WORK TO COMPLETE:
For each line of the listing that contains "becomes", make a copy and return it.

RECORDS PROVIDED:
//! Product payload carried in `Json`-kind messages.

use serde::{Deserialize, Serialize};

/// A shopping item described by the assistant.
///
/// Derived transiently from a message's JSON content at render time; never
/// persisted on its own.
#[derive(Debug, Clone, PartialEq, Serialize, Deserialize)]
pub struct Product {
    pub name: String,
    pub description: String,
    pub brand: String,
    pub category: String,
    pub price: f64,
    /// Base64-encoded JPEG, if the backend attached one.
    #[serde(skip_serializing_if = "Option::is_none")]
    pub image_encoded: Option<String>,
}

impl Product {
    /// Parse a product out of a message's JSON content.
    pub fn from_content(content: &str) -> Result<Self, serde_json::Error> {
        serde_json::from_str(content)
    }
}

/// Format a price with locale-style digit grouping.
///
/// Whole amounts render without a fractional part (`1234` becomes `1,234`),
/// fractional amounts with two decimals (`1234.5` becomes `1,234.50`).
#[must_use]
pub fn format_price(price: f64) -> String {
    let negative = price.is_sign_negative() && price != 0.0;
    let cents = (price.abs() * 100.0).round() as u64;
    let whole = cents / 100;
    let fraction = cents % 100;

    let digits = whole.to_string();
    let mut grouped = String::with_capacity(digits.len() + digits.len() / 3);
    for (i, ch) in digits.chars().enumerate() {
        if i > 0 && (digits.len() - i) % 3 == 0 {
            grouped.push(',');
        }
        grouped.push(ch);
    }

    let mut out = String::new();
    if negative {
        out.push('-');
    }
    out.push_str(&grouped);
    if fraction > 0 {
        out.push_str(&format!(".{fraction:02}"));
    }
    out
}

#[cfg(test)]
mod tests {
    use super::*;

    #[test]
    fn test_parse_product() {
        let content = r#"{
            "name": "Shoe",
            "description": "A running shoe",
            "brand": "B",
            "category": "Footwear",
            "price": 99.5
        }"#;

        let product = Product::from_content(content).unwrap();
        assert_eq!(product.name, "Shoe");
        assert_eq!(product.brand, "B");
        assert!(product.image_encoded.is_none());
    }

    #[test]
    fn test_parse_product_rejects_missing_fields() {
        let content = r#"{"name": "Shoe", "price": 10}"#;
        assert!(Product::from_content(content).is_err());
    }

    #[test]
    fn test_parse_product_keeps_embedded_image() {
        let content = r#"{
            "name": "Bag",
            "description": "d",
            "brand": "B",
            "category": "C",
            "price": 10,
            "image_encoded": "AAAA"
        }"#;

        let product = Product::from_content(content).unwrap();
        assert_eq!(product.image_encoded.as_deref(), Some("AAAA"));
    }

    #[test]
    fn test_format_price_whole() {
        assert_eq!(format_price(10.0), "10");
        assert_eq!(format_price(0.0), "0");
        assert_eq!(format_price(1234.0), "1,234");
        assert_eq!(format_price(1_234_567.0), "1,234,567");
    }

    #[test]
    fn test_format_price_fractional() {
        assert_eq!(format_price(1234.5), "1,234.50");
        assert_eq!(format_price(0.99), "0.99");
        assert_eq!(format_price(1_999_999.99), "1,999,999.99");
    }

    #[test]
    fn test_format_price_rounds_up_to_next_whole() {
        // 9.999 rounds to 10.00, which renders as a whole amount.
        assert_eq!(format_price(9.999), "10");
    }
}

ANSWER BOX:
/// Whole amounts render without a fractional part (`1234` becomes `1,234`),
/// fractional amounts with two decimals (`1234.5` becomes `1,234.50`).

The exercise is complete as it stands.